Par ailleurs, nous avons constaté que seuls 5 % de nos salariés a tendance à s’installer à la même place, ce qui reste très peu », indique Pierre-Gilles Solvit.
La qualité de vie au travail passe donc par un agencement au plus près des besoins des collaborateurs. Il semble d’ailleurs, que le sujet se place de plus en plus au cœur des réflexions RH, managériales mais aussi financières. Et les enjeux sont nombreux : compression des coûts, bien-être des collaborateurs, optimisation des performances, amélioration de la qualité de vie au travail (désormais renommé QVCT) et pourquoi pas culture d’entreprise ?
Plus qu’une organisation spatiale, l’expression d’une culture d’entreprise
Chez AOS Studley, cette organisation spatiale du travail a fait émerger de nouveaux codes de comportements au sein de l’entreprise. Car ici, tout est mutualisé à commencer par les documents de travail qui sont classés et rangés dans des espaces communs et accessibles à tous. « Tous les soirs, les salariés doivent également laisser l’emplacement libre et rangé. Ce côté nomade, évite l’amoncellement de paperasse et oblige le salarié à une forme de discipline dans l’organisation de son travail », indique Pierre-Gilles Solvit.

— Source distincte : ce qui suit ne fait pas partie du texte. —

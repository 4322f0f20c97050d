//! Framing for `$payload#cc` packets.

use thiserror::Error;

use super::{BREAK_BYTE, PACKET_BUFFER_SIZE};

/// `$`, `#` and two checksum digits.
const FRAME_OVERHEAD: usize = 4;

#[derive(Debug, Error, Clone, PartialEq, Eq)]
pub enum PacketError {
    #[error("invalid packet start {0:#04x}")]
    InvalidStart(u8),
    #[error("packet is missing its `#` checksum delimiter")]
    Unterminated,
    #[error("{len}-byte frame does not fit in the {}-byte packet buffer", PACKET_BUFFER_SIZE)]
    TooLarge { len: usize },
}

/// One unit of client input.
#[derive(Debug, Clone, Copy, PartialEq, Eq)]
pub enum Packet<'a> {
    /// Nothing but acknowledgments.
    Empty,
    /// The client wants the last reply again.
    Retransmit,
    /// The client wants a running program stopped.
    Break,
    /// A delimited frame, with the payload between `$` and `#`.
    Frame(&'a [u8]),
}

/// Sum of the payload bytes, modulo 256.
pub fn checksum(payload: &[u8]) -> u8 {
    payload.iter().fold(0u8, |acc, b| acc.wrapping_add(*b))
}

/// Returns `true` if a payload of `len` bytes can be framed without exceeding the packet buffer.
pub fn fits(len: usize) -> bool {
    len + FRAME_OVERHEAD <= PACKET_BUFFER_SIZE
}

/// Frames `payload` as `$payload#cc`.
///
/// # Errors
///
/// This function will return an error if the frame would not fit in [`PACKET_BUFFER_SIZE`] bytes.
/// Nothing is truncated.
pub fn encode(payload: &[u8]) -> Result<Vec<u8>, PacketError> {
    if !fits(payload.len()) {
        return Err(PacketError::TooLarge {
            len: payload.len() + FRAME_OVERHEAD,
        });
    }
    let mut frame = Vec::with_capacity(payload.len() + FRAME_OVERHEAD);
    frame.push(b'$');
    frame.extend_from_slice(payload);
    frame.extend_from_slice(format!("#{:02x}", checksum(payload)).as_bytes());
    Ok(frame)
}

/// Classifies raw client input, skipping any leading `+` acknowledgments.
///
/// Only the first frame is looked at. A checksum that doesn't match is logged but the frame is
/// still accepted.
///
/// # Errors
///
/// This function will return an error if the input is neither empty, a break, a retransmission
/// request nor a `$...#` frame.
pub fn decode(raw: &[u8]) -> Result<Packet<'_>, PacketError> {
    let start = raw.iter().position(|&b| b != b'+').unwrap_or(raw.len());
    let raw = &raw[start..];

    match raw.first() {
        None => Ok(Packet::Empty),
        Some(&BREAK_BYTE) => Ok(Packet::Break),
        Some(b'-') => Ok(Packet::Retransmit),
        Some(b'$') => {
            let end = raw
                .iter()
                .position(|&b| b == b'#')
                .ok_or(PacketError::Unterminated)?;
            let payload = &raw[1..end];
            verify_checksum(payload, raw.get(end + 1..end + 3));
            Ok(Packet::Frame(payload))
        }
        Some(&b) => Err(PacketError::InvalidStart(b)),
    }
}

fn verify_checksum(payload: &[u8], digits: Option<&[u8]>) {
    let received = digits
        .and_then(|d| std::str::from_utf8(d).ok())
        .and_then(|d| u8::from_str_radix(d, 16).ok());
    match received {
        Some(sum) if sum == checksum(payload) => {}
        Some(sum) => log::warn!(
            "checksum mismatch (got {:02x}, computed {:02x}), accepting anyway",
            sum,
            checksum(payload)
        ),
        None => log::warn!("packet has no readable checksum, accepting anyway"),
    }
}

#[cfg(test)]
mod tests {
    use proptest::prelude::*;

    use super::*;

    #[test]
    fn test_encode_known_frames() {
        assert_eq!(encode(b"OK").unwrap(), b"$OK#9a");
        assert_eq!(encode(b"S05").unwrap(), b"$S05#b8");
        assert_eq!(encode(b"").unwrap(), b"$#00");
        assert_eq!(
            encode(b"swbreak+;hwbreak+").unwrap(),
            b"$swbreak+;hwbreak+#64"
        );
    }

    #[test]
    fn test_encode_capacity() {
        let max = vec![b'a'; PACKET_BUFFER_SIZE - FRAME_OVERHEAD];
        assert_eq!(encode(&max).unwrap().len(), PACKET_BUFFER_SIZE);
        let over = vec![b'a'; PACKET_BUFFER_SIZE - FRAME_OVERHEAD + 1];
        assert_eq!(
            encode(&over),
            Err(PacketError::TooLarge {
                len: PACKET_BUFFER_SIZE + 1
            })
        );
    }

    #[test]
    fn test_decode_kinds() {
        assert_eq!(decode(b"").unwrap(), Packet::Empty);
        assert_eq!(decode(b"+++").unwrap(), Packet::Empty);
        assert_eq!(decode(b"-").unwrap(), Packet::Retransmit);
        assert_eq!(decode(b"+-").unwrap(), Packet::Retransmit);
        assert_eq!(decode(&[BREAK_BYTE]).unwrap(), Packet::Break);
        assert_eq!(decode(b"$qSupported#37").unwrap(), Packet::Frame(b"qSupported"));
        assert_eq!(decode(b"$g#00").unwrap(), Packet::Frame(b"g"));
        assert_eq!(decode(b"g#67"), Err(PacketError::InvalidStart(b'g')));
        assert_eq!(decode(b"$g"), Err(PacketError::Unterminated));
    }

    #[test]
    fn test_decode_first_frame_only() {
        assert_eq!(decode(b"$?#3f$g#67").unwrap(), Packet::Frame(b"?"));
    }

    proptest! {
        #[test]
        fn checksum_is_byte_sum(payload in proptest::collection::vec(any::<u8>(), 0..512)) {
            let frame = encode(&payload).unwrap();
            let sum = payload.iter().map(|&b| b as u32).sum::<u32>() % 256;
            let expected = format!("#{:02x}", sum);
            prop_assert!(frame.ends_with(expected.as_bytes()));
            prop_assert_eq!(frame.len(), payload.len() + FRAME_OVERHEAD);
        }

        #[test]
        fn leading_acks_are_ignored(acks in 0usize..8, payload in "[a-zA-Z0-9,?:;]{0,32}") {
            let frame = encode(payload.as_bytes()).unwrap();
            let mut raw = vec![b'+'; acks];
            raw.extend_from_slice(&frame);
            prop_assert_eq!(decode(&raw).unwrap(), decode(&frame).unwrap());
            prop_assert_eq!(decode(&raw).unwrap(), Packet::Frame(payload.as_bytes()));
        }
    }
}
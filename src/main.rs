use std::{io::Read, net::IpAddr, path::PathBuf};

use anyhow::{Context, Result};
use clap::Parser;
use simplelog::{ColorChoice, Config, LevelFilter, TermLogger, TerminalMode};

use pspsim::{
    emu::{debugger::Debugger, emulator::Emulator, interrupt::InterruptGate, EmuError},
    gdb::{
        server::{Server, ServerConfig},
        DEFAULT_PORT,
    },
};

#[derive(Parser, Debug)]
#[command(author, version, about = "Cycle-stepped RV32I simulator with a GDB remote stub")]
struct Args {
    /// Raw binary image to load.
    program: PathBuf,

    /// Wait for a GDB client instead of running headless.
    #[arg(long)]
    gdb: bool,

    #[arg(long, default_value_t = DEFAULT_PORT)]
    port: u16,

    #[arg(long, default_value = "0.0.0.0")]
    bind: IpAddr,

    /// Steps per scheduling turn while the client has the program continuing.
    #[arg(long, default_value_t = 64)]
    burst: usize,

    /// Where the image is loaded and execution starts.
    #[arg(long, default_value = "0", value_parser = parse_addr)]
    load_addr: u32,

    /// RAM size in bytes.
    #[arg(long, default_value_t = 1 << 20)]
    memory: usize,

    /// Raise an interrupt for every byte read from stdin, with the byte as its keycode.
    #[arg(long)]
    stdin_interrupts: bool,

    /// Defaults to `trace` in debug builds and `info` otherwise.
    #[arg(long)]
    log_level: Option<LevelFilter>,
}

fn parse_addr(s: &str) -> Result<u32, std::num::ParseIntError> {
    match s.strip_prefix("0x").or_else(|| s.strip_prefix("0X")) {
        Some(hex) => u32::from_str_radix(hex, 16),
        None => s.parse(),
    }
}

fn spawn_stdin_interrupts(gate: InterruptGate) {
    std::thread::spawn(move || {
        for byte in std::io::stdin().lock().bytes() {
            match byte {
                Ok(keycode) => gate.schedule(keycode),
                Err(e) => {
                    log::warn!("Stopped reading interrupts from stdin: {}", e);
                    break;
                }
            }
        }
    });
}

fn main() -> Result<()> {
    let args = Args::parse();

    let level = args.log_level.unwrap_or(if cfg!(debug_assertions) {
        LevelFilter::Trace
    } else {
        LevelFilter::Info
    });
    TermLogger::init(
        level,
        Config::default(),
        TerminalMode::Mixed,
        ColorChoice::Auto,
    )?;

    let image = std::fs::read(&args.program)
        .with_context(|| format!("Failed to read program {}", args.program.display()))?;
    let mut emu = Emulator::new(args.memory, args.load_addr)?;
    emu.load(&image)?;
    log::info!(
        "Loaded {} bytes at {:08X}",
        image.len(),
        args.load_addr
    );

    let (gate, latch) = InterruptGate::new();
    if args.stdin_interrupts {
        spawn_stdin_interrupts(gate);
    }
    let mut dbg = Debugger::new(emu, latch);

    if args.gdb {
        let config = ServerConfig {
            bind: args.bind,
            port: args.port,
            continue_burst: args.burst,
        };
        let rt = tokio::runtime::Builder::new_current_thread()
            .enable_all()
            .build()?;
        rt.block_on(async {
            let server = Server::bind(config).await?;
            server.serve(&mut dbg).await
        })?;
    } else {
        match dbg.run_to_breakpoint() {
            Ok(()) | Err(EmuError::Finished) => {}
            Err(e) => return Err(e.into()),
        }
    }

    log::info!("All done.");
    Ok(())
}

Qu’en est-il de l’intégration des nouveaux collaborateurs ? Cette organisation du travail évite les préoccupations d’ordre purement technique, dans la mesure où les nouveaux collaborateurs ont juste besoin d’un ordinateur portable et d’un BlackBerry. « Il n’y a pas non plus de problèmes liés au déplacement d’un tel qui doit laisser sa place à un nouveau collaborateur », ajoute Pierre-Gilles Solvit avant d’indiquer que « le processus d’intégration se fait très naturellement puisque la plupart des collaborateurs évolue en mode projet et sont donc amenés à se regrouper spontanément ».
Un véritable labyrinthe, où chaque espace de travail trouve son sens. A commencer par ceux qui offrent un accès vers l’extérieur comme ces immenses terrasses ou ces espaces dédiés à la détente et au repos, comme la salle de baby-foot et de WII. « Il y a une responsabilisation surprenante de la part des salariés. C’est un lien de confiance tacite et on n’a jamais vu un de nos collaborateurs en train de jouer au baby-foot en plein après midi », indique le Senior Vice President. Le résultat de cette organisation du travail est d’autant plus surprenant qu’il ne s’agit pas uniquement d’un projet d’aménagement spatial mais résolument de l’expression d’une nouvelle culture d’entreprise. « Nous traduisons la culture de l’entreprise au travers d’une conception spatiale. Par exemple, en n’attribuant aucun poste, nos locaux expérimentent l’absence de hiérarchie visible. Les zones réservées n’existent pas », explique Pierre-Gilles Solvit. Les deux seules personnes qui disposent d’un poste attitré reste, malgré tout, le PDG et son assistante. Leurs bureaux sont situés au même étage que la cafétéria, cette fameuse place du village, passage obligé de chaque salarié dans une journée. Tout un symbole.
Emilie Vidaud
*une société de conseil spécialisée dans la conception de projets immobiliers alignés sur la performance et la stratégie de l’entreprise.